それをかいくぐるために、他の拡張子に偽造するのは、もってのほかです。そもそもこのような機能をもつファイルの提供には、添付ファイル以外の手段を考えるべきです。
添付ファイルの暗号化
S/MIME(Secure MIME)による暗号化
電子メールの暗号化方式の標準です。添付ファイルもMIMEでのマルチパートにより、本文と一体化しているので、暗号化・復号ができます。
共通鍵暗号と公開鍵暗号を組み合わせたハイブリッド暗号方式です。すなわち、受信者は発信者が本人であること、通信経路上で内容が改ざんされていないことを確認できます。
S/MIMEでは、送信者と受信者の双方がデジタル署名の証明書をもっていることが必要です。多くのメールソフトはS/MIMEに対処しており、それを介して比較的容易に認証を得ることができます。
ZIP圧縮による暗号化
S/MIMEでは、送信者と受信者の双方がデジタル証明書をもっている必要があり、個人ベースでたまたま添付ファイルを送りたいという場合には面倒です。そのような用途では「ZIP圧縮による暗号化」があります。

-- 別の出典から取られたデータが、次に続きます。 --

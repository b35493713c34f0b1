//! Extractors that derive display content from analysis records

pub mod bullets;

pub use bullets::*;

添付ファイルを、圧縮ソフト(この目的ではZIPが用いられることが多い)で圧縮するときに、展開するのに必要なパスワードを設定できます。その添付ファイルはMIMEマルチパートにより本文(平文)とともに送信されます。その本文にパスワードを記述したのでは、暗号化の意味がないので、別の電子メールでパスワードを送ります。これなら、通信自体は通常の平文で行われるので、面倒さは回避できます。

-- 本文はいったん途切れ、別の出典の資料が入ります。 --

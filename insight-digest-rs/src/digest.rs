//! Digest assembly
//!
//! Picks the most recent records and turns each one into a displayable entry.
//! Bullets come from the extractor; when a record produces none, its insights
//! text is used as a single summary line if it is fit for display.

use crate::extractors::{candidate_bullets, extract_bullets};
use crate::record::{AnalysisRecord, RawResponse};
use crate::sanitizers::sanitize_for_display;
use crate::validators::is_valid_for_display;
use crate::DigestOptions;
use chrono::{DateTime, Utc};
use serde::Serialize;
use std::cmp::Ordering;
use std::collections::HashSet;

/// Rendered-ready view of a set of analysis records
#[derive(Debug, Clone, PartialEq, Serialize)]
pub struct InsightDigest {
    pub title: String,
    #[serde(skip_serializing_if = "Option::is_none")]
    pub subtitle: Option<String>,
    pub entries: Vec<DigestEntry>,
}

/// One analysis record as shown in a digest
#[derive(Debug, Clone, PartialEq, Serialize)]
pub struct DigestEntry {
    #[serde(skip_serializing_if = "Option::is_none")]
    pub id: Option<String>,
    /// Sanitized analysis type, absent when nothing displayable remains
    #[serde(skip_serializing_if = "Option::is_none")]
    pub analysis_type: Option<String>,
    #[serde(skip_serializing_if = "Option::is_none")]
    pub analyzed_at: Option<DateTime<Utc>>,
    pub bullets: Vec<String>,
    /// Sanitized insights text, only set when there are no bullets
    #[serde(skip_serializing_if = "Option::is_none")]
    pub summary: Option<String>,
}

impl DigestEntry {
    pub fn has_content(&self) -> bool {
        !self.bullets.is_empty() || self.summary.is_some()
    }
}

impl InsightDigest {
    /// True when no entry has anything to show
    pub fn is_empty(&self) -> bool {
        !self.entries.iter().any(DigestEntry::has_content)
    }
}

/// Order records newest first and keep at most `limit`
///
/// Records without a timestamp sort after dated ones; ties keep input order.
pub fn select_recent(records: &[AnalysisRecord], limit: usize) -> Vec<&AnalysisRecord> {
    let mut selected: Vec<&AnalysisRecord> = records.iter().collect();
    selected.sort_by(|a, b| newest_first(a.analyzed_at.as_ref(), b.analyzed_at.as_ref()));
    selected.truncate(limit);
    selected
}

fn newest_first(a: Option<&DateTime<Utc>>, b: Option<&DateTime<Utc>>) -> Ordering {
    match (a, b) {
        (Some(a), Some(b)) => b.cmp(a),
        (Some(_), None) => Ordering::Less,
        (None, Some(_)) => Ordering::Greater,
        (None, None) => Ordering::Equal,
    }
}

/// Build a digest from the most recent records
pub fn build_digest(records: &[AnalysisRecord], options: &DigestOptions) -> InsightDigest {
    let entries = select_recent(records, options.limit)
        .into_iter()
        .map(|record| build_entry(record, options))
        .collect::<Vec<_>>();

    log::debug!(
        "Built digest with {} of {} record(s)",
        entries.len(),
        records.len()
    );

    InsightDigest {
        title: options.title.clone(),
        subtitle: options.subtitle.clone(),
        entries,
    }
}

/// Build the digest entry for a single record
pub fn build_entry(record: &AnalysisRecord, options: &DigestOptions) -> DigestEntry {
    let bullets = extract_bullets(record, options.bullets_per_analysis);

    let summary = if bullets.is_empty() {
        let text = sanitize_for_display(record.insights_text());
        is_valid_for_display(&text, options.min_display_length).then_some(text)
    } else {
        None
    };

    let analysis_type = record
        .analysis_type
        .as_deref()
        .map(sanitize_for_display)
        .filter(|text| !text.is_empty());

    DigestEntry {
        id: record.id.clone(),
        analysis_type,
        analyzed_at: record.analyzed_at,
        bullets,
        summary,
    }
}

/// Debug overview of a stored record
#[derive(Debug, Clone, PartialEq, Serialize)]
pub struct RecordSummary {
    pub id: Option<String>,
    pub analysis_type: Option<String>,
    pub analyzed_at: Option<DateTime<Utc>>,
    /// Insights length in characters
    pub insights_chars: usize,
    /// `none`, `text` or `structured`
    pub raw_response: &'static str,
    /// Distinct bullets the record would yield without a cap
    pub bullet_candidates: usize,
}

/// Describe a record without rendering it
pub fn summarize_record(record: &AnalysisRecord) -> RecordSummary {
    let working = format!("{}\n{}", record.insights_text(), record.raw_response_text());
    let bullet_candidates = candidate_bullets(&working)
        .map(|bullet| bullet.to_lowercase())
        .collect::<HashSet<_>>()
        .len();

    RecordSummary {
        id: record.id.clone(),
        analysis_type: record.analysis_type.clone(),
        analyzed_at: record.analyzed_at,
        insights_chars: record.insights_text().chars().count(),
        raw_response: record.raw_response().map_or("none", RawResponse::kind),
        bullet_candidates,
    }
}

#[cfg(test)]
mod tests {
    use super::*;
    use chrono::TimeZone;
    use serde_json::json;

    fn at(day: u32) -> DateTime<Utc> {
        Utc.with_ymd_and_hms(2024, 5, day, 12, 0, 0).unwrap()
    }

    fn sample_records() -> Vec<AnalysisRecord> {
        vec![
            AnalysisRecord::with_insights("Reservas para o litoral aumentaram em maio")
                .id("old")
                .analyzed_at(at(1)),
            AnalysisRecord::with_insights("Sem data").id("undated"),
            AnalysisRecord::with_insights("Procura por pacotes de praia em alta no Nordeste")
                .id("new")
                .analyzed_at(at(20))
                .analysis_type("**social_media** 📊"),
            AnalysisRecord::with_insights("Turismo de inverno cresce na serra gaúcha")
                .id("mid")
                .analyzed_at(at(10)),
        ]
    }

    #[test]
    fn test_select_recent_orders_newest_first() {
        let records = sample_records();
        let ids: Vec<_> = select_recent(&records, 10)
            .into_iter()
            .filter_map(|r| r.id.as_deref())
            .collect();
        assert_eq!(ids, vec!["new", "mid", "old", "undated"]);

        assert_eq!(select_recent(&records, 2).len(), 2);
        assert!(select_recent(&records, 0).is_empty());
    }

    #[test]
    fn test_build_digest_uses_options() {
        let options = DigestOptions {
            limit: 2,
            subtitle: Some("Últimas análises".to_string()),
            ..DigestOptions::default()
        };

        let digest = build_digest(&sample_records(), &options);

        assert_eq!(digest.title, options.title);
        assert_eq!(digest.subtitle.as_deref(), Some("Últimas análises"));
        assert_eq!(digest.entries.len(), 2);
        assert_eq!(digest.entries[0].id.as_deref(), Some("new"));
        assert_eq!(digest.entries[0].analysis_type.as_deref(), Some("social_media"));
        assert_eq!(
            digest.entries[0].bullets,
            vec!["Procura por pacotes de praia em alta no Nordeste"]
        );
        assert!(!digest.is_empty());
    }

    #[test]
    fn test_summary_fallback_when_no_bullets() {
        let options = DigestOptions::default();

        // 19 characters: too short for a bullet, long enough to display
        let record = AnalysisRecord::with_insights(" Praias lotadas  hoje ");
        let entry = build_entry(&record, &options);
        assert!(entry.bullets.is_empty());
        assert_eq!(entry.summary.as_deref(), Some("Praias lotadas hoje"));

        let record = AnalysisRecord::with_insights("{\"status\": \"ok\"}");
        let entry = build_entry(&record, &options);
        assert!(entry.bullets.is_empty());
        assert_eq!(entry.summary, None);
        assert!(!entry.has_content());
    }

    #[test]
    fn test_empty_digest() {
        let digest = build_digest(&[], &DigestOptions::default());
        assert!(digest.entries.is_empty());
        assert!(digest.is_empty());

        let digest = build_digest(&[AnalysisRecord::default()], &DigestOptions::default());
        assert_eq!(digest.entries.len(), 1);
        assert!(digest.is_empty());
    }

    #[test]
    fn test_summarize_record() {
        let record = AnalysisRecord::with_insights(
            "Alta procura por destinos no Nordeste\n- alta procura por destinos no nordeste",
        )
        .id("7")
        .raw_response_value(json!({"trend": "Viagens de fim de semana em alta"}));

        let summary = summarize_record(&record);
        assert_eq!(summary.id.as_deref(), Some("7"));
        assert_eq!(summary.raw_response, "structured");
        assert_eq!(summary.bullet_candidates, 2);
        assert_eq!(summary.insights_chars, 77);

        let empty = summarize_record(&AnalysisRecord::default());
        assert_eq!(empty.raw_response, "none");
        assert_eq!(empty.bullet_candidates, 0);
    }
}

この方法は「Password(パスワード)付きZIP暗号化ファイルを送る」「Passwordを送る」という「Aん号化(暗号化)」の「Protocol(プロトコル)」を略したPPAPとも呼ばれます(揶揄した用語)。
ZIP圧縮暗号化の欠陥
PPAP方式は簡単ですが、重要な欠陥があることが指摘され(PPAP問題)、禁止しようという動向になっています。
- 一般に添付ファイルによるウイルス感染のリスクは大きいのですが、暗号化されら添付ファイルのウイルス発見は困難です。
- 本来の受信者が添付ファイルを得るには、2回のメールが正しく送信される必要があります。誤送信や経路トラブルのリスクが大きくなります。
- 悪意の第三者がファイルが添付されたメールを盗み見ることができた場合、パスワードが書かれたメールが送信されることが明白で、それも盗み見できるはずです。それを防ぐには、パスワードを電話や手紙など他の媒体手段によることになります。
- ここでのパスワードの強度は弱いのが通常です。総当たり攻撃での短時間で破られます。
- もし、固定したパスワードを用いていたならば、同様の添付ファイルが全て解読されるだけでなく、なりすましをして、そのパスワードで暗号化した偽添付ファイルを送り付けられることにより。標的型攻撃のリスクが増大します。